[Work item] When checking the entries below, count every line with the word "receiver", then give only that number.

[Data under study]
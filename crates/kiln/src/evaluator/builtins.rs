//! Globals, property access and methods of the primitive types.

use std::sync::Arc;

use serde::Serialize;

use crate::error::{EvaluationFault, RenderError};
use crate::value::{Function, Object, Value};

// Arrays grown by assignment past their end stop here.
const MAX_ARRAY_GROWTH: usize = 1 << 20;

// Longest string `repeat` may build, in bytes.
const MAX_STRING_LENGTH: usize = (1 << 29) - 24;

pub(super) fn global(name: &str) -> Option<Value> {
    let value = match name {
        "NaN" => Value::Number(f64::NAN),
        "Infinity" => Value::Number(f64::INFINITY),
        "String" => Function::from_fn("String", |arguments| {
            let text = arguments
                .first()
                .map(|value| value.to_text().into_owned())
                .unwrap_or_default();
            Ok(Value::from(text))
        })
        .into(),
        "Number" => Function::from_fn("Number", |arguments| {
            Ok(Value::Number(arguments.first().map_or(0., Value::to_number)))
        })
        .into(),
        "JSON" => namespace_object([("stringify", Function::from_fn("stringify", stringify))]),
        "Object" => namespace_object([("keys", Function::from_fn("keys", object_keys))]),
        _ => return None,
    };
    Some(value)
}

fn namespace_object<const N: usize>(functions: [(&str, Function); N]) -> Value {
    functions
        .into_iter()
        .map(|(name, function)| (Arc::from(name), Value::from(function)))
        .collect::<Object>()
        .into()
}

fn stringify(arguments: Vec<Value>) -> Result<Value, RenderError> {
    let value = arguments.first().cloned().unwrap_or_default();
    if matches!(value, Value::Undefined | Value::Function(_)) {
        return Ok(Value::Undefined);
    }
    let indent = match arguments.get(2) {
        Some(Value::Number(width)) if *width >= 1. => " ".repeat(width.min(10.) as usize),
        Some(Value::String(indent)) => indent.chars().take(10).collect(),
        _ => String::new(),
    };
    let json = if indent.is_empty() {
        serde_json::to_string(&value)
    } else {
        let mut buffer = Vec::new();
        let formatter = serde_json::ser::PrettyFormatter::with_indent(indent.as_bytes());
        let mut serializer = serde_json::Serializer::with_formatter(&mut buffer, formatter);
        value
            .serialize(&mut serializer)
            .map(|()| String::from_utf8_lossy(&buffer).into_owned())
    };
    json.map(Value::from)
        .map_err(|error| EvaluationFault::type_error(error.to_string()).into())
}

fn object_keys(arguments: Vec<Value>) -> Result<Value, RenderError> {
    match arguments.first() {
        None | Some(Value::Undefined | Value::Null) => Err(EvaluationFault::type_error(
            "Cannot convert undefined or null to object",
        )
        .into()),
        Some(value) => Ok(Value::from(keys(value))),
    }
}

/// Keys visited by `for (key in value)`.
pub(super) fn keys(value: &Value) -> Vec<Value> {
    match value {
        Value::Object(entries) => entries.keys().cloned().map(Value::String).collect(),
        Value::Array(items) => (0..items.len()).map(|index| index.to_string().into()).collect(),
        Value::String(text) => (0..text.chars().count())
            .map(|index| index.to_string().into())
            .collect(),
        _ => Vec::new(),
    }
}

pub(super) fn get_property(target: &Value, property: &str) -> Result<Value, RenderError> {
    let value = match target {
        Value::Undefined | Value::Null => {
            return Err(EvaluationFault::type_error(format!(
                "Cannot read properties of {} (reading '{property}')",
                target.to_text()
            ))
            .into());
        }
        Value::Object(entries) => entries.get(property).cloned().unwrap_or_default(),
        Value::Array(items) => match property {
            "length" => Value::from(items.len()),
            property => array_index(property)
                .and_then(|index| items.get(index).cloned())
                .unwrap_or_default(),
        },
        Value::String(text) => match property {
            "length" => Value::from(text.chars().count()),
            property => array_index(property)
                .and_then(|index| text.chars().nth(index))
                .map(|character| Value::from(character.to_string()))
                .unwrap_or_default(),
        },
        Value::Function(function) if property == "name" => Value::from(function.name()),
        _ => Value::Undefined,
    };
    Ok(value)
}

pub(super) fn get_index(target: &Value, key: &Value) -> Result<Value, RenderError> {
    match (target, key) {
        (Value::Array(items), Value::Number(number)) => Ok(number_index(*number)
            .and_then(|index| items.get(index).cloned())
            .unwrap_or_default()),
        (Value::String(text), Value::Number(number)) => Ok(number_index(*number)
            .and_then(|index| text.chars().nth(index))
            .map(|character| Value::from(character.to_string()))
            .unwrap_or_default()),
        (target, key) => get_property(target, &key.to_text()),
    }
}

/// Writes `value` at `keys` below `target`, copying shared containers.
pub(super) fn set_path(target: &mut Value, keys: &[Value], value: Value) -> Result<(), RenderError> {
    let Some((key, rest)) = keys.split_first() else {
        *target = value;
        return Ok(());
    };
    match target {
        Value::Object(entries) => {
            let entries = Arc::make_mut(entries);
            let name = key.to_text();
            if rest.is_empty() {
                entries.insert(Arc::from(&*name), value);
                return Ok(());
            }
            match entries.get_mut(&*name) {
                Some(slot) => set_path(slot, rest, value),
                None => cannot_set("undefined", &rest[0]),
            }
        }
        Value::Array(items) => {
            let index = match key {
                Value::Number(number) => number_index(*number),
                key => array_index(&key.to_text()),
            };
            // Named properties of arrays are not kept.
            let Some(index) = index else {
                return Ok(());
            };
            let items = Arc::make_mut(items);
            if index >= items.len() {
                if index - items.len() > MAX_ARRAY_GROWTH {
                    return Err(EvaluationFault::range_error("Invalid array length").into());
                }
                items.resize(index + 1, Value::Undefined);
            }
            set_path(&mut items[index], rest, value)
        }
        Value::Undefined => cannot_set("undefined", key),
        Value::Null => cannot_set("null", key),
        _ => Ok(()),
    }
}

fn cannot_set(target: &str, key: &Value) -> Result<(), RenderError> {
    Err(EvaluationFault::type_error(format!(
        "Cannot set properties of {target} (setting '{}')",
        key.to_text()
    ))
    .into())
}

/// Built-in method `name` of `receiver`, or `None` if it has none.
pub(super) fn call_method(
    receiver: &Value,
    name: &str,
    arguments: &[Value],
) -> Option<Result<Value, RenderError>> {
    if name == "toString" {
        return Some(Ok(Value::from(receiver.to_text().into_owned())));
    }
    match receiver {
        Value::String(text) => string_method(text, name, arguments),
        Value::Array(items) => array_method(items, name, arguments),
        _ => None,
    }
}

fn string_method(text: &str, name: &str, arguments: &[Value]) -> Option<Result<Value, RenderError>> {
    let value = match name {
        "toUpperCase" => Value::from(text.to_uppercase()),
        "toLowerCase" => Value::from(text.to_lowercase()),
        "trim" => Value::from(text.trim()),
        "includes" => Value::Bool(text.contains(text_argument(arguments, 0).as_str())),
        "startsWith" => Value::Bool(text.starts_with(text_argument(arguments, 0).as_str())),
        "endsWith" => Value::Bool(text.ends_with(text_argument(arguments, 0).as_str())),
        "split" => match arguments.first() {
            None | Some(Value::Undefined) => Value::from(vec![Value::from(text)]),
            Some(separator) => {
                let separator = separator.to_text();
                let parts: Vec<Value> = if separator.is_empty() {
                    text.chars().map(|character| character.to_string().into()).collect()
                } else {
                    text.split(&*separator).map(Value::from).collect()
                };
                Value::from(parts)
            }
        },
        "repeat" => {
            let count = arguments.first().map_or(0., Value::to_number);
            let count = if count.is_nan() { 0. } else { count };
            if count < 0. || count.is_infinite() {
                return Some(Err(EvaluationFault::range_error(format!(
                    "Invalid count value: {}",
                    crate::value::format_number(count)
                ))
                .into()));
            }
            let count = count as usize;
            match text.len().checked_mul(count) {
                Some(length) if length <= MAX_STRING_LENGTH => Value::from(text.repeat(count)),
                _ => {
                    return Some(Err(
                        EvaluationFault::range_error("Invalid string length").into()
                    ));
                }
            }
        }
        "replace" => {
            let pattern = text_argument(arguments, 0);
            let replacement = text_argument(arguments, 1);
            Value::from(text.replacen(pattern.as_str(), &replacement, 1))
        }
        _ => return None,
    };
    Some(Ok(value))
}

fn array_method(items: &[Value], name: &str, arguments: &[Value]) -> Option<Result<Value, RenderError>> {
    let search = arguments.first().cloned().unwrap_or_default();
    let value = match name {
        "join" => {
            let separator = match arguments.first() {
                None | Some(Value::Undefined) => ",".to_owned(),
                Some(separator) => separator.to_text().into_owned(),
            };
            let parts: Vec<_> = items
                .iter()
                .map(|item| if item.is_nullish() { "".into() } else { item.to_text() })
                .collect();
            Value::from(parts.join(separator.as_str()))
        }
        "includes" => Value::Bool(items.iter().any(|item| {
            item.strict_equals(&search) || both_nan(item, &search)
        })),
        "indexOf" => Value::Number(
            items
                .iter()
                .position(|item| item.strict_equals(&search))
                .map_or(-1., |index| index as f64),
        ),
        _ => return None,
    };
    Some(Ok(value))
}

fn text_argument(arguments: &[Value], index: usize) -> String {
    arguments
        .get(index)
        .cloned()
        .unwrap_or_default()
        .to_text()
        .into_owned()
}

fn both_nan(a: &Value, b: &Value) -> bool {
    matches!((a, b), (Value::Number(a), Value::Number(b)) if a.is_nan() && b.is_nan())
}

/// Canonical array index: digits only, no leading zero.
fn array_index(property: &str) -> Option<usize> {
    let index = property.parse::<usize>().ok()?;
    (index.to_string() == property).then_some(index)
}

fn number_index(number: f64) -> Option<usize> {
    (number >= 0. && number.fract() == 0. && number < usize::MAX as f64).then_some(number as usize)
}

[Answer for this exercise] 4